» **How to complete this task**
Please count the lines in the material below that include "types". Reply with the number alone.

» **Raw data**

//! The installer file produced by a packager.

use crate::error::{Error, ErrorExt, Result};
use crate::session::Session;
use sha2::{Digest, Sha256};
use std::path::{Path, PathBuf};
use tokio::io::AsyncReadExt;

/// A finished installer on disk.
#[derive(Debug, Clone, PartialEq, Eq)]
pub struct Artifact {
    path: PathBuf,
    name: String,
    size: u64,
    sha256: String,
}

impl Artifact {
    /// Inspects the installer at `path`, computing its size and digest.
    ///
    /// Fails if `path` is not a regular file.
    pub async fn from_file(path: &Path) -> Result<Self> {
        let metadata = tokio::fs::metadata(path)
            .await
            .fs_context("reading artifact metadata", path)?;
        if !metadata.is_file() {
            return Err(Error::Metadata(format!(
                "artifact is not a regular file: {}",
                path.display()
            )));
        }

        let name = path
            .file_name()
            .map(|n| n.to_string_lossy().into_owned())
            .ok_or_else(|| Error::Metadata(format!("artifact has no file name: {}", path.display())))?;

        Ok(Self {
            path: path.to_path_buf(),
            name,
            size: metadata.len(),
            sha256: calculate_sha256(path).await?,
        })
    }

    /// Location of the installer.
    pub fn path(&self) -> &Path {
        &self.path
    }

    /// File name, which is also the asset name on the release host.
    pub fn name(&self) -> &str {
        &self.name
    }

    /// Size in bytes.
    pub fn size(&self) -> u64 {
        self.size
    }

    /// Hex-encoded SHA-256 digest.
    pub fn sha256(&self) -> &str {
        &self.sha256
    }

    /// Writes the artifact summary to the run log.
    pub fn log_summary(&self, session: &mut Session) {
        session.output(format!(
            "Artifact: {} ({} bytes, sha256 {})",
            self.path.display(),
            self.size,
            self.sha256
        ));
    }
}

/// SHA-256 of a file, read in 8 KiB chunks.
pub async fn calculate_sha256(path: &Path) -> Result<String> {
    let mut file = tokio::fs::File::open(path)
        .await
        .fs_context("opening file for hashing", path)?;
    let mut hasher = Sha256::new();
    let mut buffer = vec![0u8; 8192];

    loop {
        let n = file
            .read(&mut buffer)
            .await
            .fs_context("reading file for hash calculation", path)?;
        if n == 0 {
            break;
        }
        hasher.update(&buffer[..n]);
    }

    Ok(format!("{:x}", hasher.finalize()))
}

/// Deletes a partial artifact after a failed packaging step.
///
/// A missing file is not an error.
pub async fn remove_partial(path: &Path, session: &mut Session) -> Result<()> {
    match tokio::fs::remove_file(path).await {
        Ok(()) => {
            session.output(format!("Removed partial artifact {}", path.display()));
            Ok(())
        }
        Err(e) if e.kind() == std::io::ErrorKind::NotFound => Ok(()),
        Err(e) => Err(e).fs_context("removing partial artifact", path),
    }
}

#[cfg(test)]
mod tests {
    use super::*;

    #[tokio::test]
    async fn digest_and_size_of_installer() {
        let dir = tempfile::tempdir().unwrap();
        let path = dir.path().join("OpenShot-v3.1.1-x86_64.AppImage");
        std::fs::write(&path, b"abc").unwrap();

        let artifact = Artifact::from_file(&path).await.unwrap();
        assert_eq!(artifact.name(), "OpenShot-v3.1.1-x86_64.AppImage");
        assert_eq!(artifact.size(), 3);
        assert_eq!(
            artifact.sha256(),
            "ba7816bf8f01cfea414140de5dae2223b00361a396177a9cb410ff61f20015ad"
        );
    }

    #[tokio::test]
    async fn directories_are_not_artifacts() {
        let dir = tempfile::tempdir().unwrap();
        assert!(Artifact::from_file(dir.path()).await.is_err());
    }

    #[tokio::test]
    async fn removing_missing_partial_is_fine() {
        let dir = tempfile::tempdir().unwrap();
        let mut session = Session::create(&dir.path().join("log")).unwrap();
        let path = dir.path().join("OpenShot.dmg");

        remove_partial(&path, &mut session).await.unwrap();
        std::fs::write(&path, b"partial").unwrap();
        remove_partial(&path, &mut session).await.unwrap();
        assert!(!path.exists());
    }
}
...
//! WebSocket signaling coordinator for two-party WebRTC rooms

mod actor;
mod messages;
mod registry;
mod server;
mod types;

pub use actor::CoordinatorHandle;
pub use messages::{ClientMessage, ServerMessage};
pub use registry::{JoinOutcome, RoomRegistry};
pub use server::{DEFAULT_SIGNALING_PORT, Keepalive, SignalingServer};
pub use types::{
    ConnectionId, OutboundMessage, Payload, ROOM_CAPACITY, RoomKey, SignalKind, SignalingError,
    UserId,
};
* * *
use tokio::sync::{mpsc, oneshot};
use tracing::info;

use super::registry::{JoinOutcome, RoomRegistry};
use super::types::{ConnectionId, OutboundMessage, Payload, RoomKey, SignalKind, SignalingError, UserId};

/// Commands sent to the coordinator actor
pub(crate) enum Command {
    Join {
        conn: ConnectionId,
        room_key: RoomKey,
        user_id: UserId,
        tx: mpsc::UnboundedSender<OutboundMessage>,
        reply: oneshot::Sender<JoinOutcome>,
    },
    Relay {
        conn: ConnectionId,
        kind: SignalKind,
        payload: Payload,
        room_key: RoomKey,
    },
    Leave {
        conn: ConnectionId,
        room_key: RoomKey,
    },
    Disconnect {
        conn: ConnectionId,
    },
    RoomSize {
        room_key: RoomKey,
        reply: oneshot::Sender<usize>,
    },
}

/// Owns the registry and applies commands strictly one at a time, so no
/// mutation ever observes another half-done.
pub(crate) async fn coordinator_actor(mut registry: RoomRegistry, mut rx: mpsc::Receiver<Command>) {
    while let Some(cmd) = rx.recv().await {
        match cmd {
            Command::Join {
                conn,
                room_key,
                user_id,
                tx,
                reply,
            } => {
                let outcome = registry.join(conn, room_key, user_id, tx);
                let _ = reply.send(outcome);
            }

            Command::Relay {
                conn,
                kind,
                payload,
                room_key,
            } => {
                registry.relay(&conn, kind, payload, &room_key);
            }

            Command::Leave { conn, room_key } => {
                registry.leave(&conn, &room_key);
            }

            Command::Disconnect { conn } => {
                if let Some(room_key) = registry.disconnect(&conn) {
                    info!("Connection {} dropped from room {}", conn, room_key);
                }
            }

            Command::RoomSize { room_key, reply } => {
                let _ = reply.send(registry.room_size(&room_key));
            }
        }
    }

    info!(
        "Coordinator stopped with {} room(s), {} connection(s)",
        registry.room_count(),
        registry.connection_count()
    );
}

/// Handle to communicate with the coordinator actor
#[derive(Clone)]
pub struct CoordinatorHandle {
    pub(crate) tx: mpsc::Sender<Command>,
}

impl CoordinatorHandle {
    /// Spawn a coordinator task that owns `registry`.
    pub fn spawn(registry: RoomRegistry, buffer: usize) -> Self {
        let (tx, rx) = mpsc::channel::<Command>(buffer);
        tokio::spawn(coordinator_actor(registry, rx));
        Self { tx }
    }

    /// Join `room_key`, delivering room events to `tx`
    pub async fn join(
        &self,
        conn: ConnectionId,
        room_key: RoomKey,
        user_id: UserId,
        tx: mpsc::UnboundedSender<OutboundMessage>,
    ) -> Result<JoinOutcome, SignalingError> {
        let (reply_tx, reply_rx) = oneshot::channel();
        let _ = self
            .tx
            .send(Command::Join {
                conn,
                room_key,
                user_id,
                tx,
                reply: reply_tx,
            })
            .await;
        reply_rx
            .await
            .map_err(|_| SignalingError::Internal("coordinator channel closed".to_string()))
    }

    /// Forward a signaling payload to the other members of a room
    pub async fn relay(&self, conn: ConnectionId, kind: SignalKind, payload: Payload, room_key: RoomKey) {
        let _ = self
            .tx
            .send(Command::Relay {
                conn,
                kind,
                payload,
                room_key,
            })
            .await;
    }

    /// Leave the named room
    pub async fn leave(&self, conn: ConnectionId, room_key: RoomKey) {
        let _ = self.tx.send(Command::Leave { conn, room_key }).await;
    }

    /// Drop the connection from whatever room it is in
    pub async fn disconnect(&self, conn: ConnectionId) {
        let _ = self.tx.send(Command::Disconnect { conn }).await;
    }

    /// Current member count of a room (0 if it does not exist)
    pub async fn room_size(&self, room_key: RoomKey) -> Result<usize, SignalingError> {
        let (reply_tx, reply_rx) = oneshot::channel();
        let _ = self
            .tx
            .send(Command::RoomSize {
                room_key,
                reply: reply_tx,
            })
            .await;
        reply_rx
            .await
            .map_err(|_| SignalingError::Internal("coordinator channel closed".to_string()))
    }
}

» **Result**
3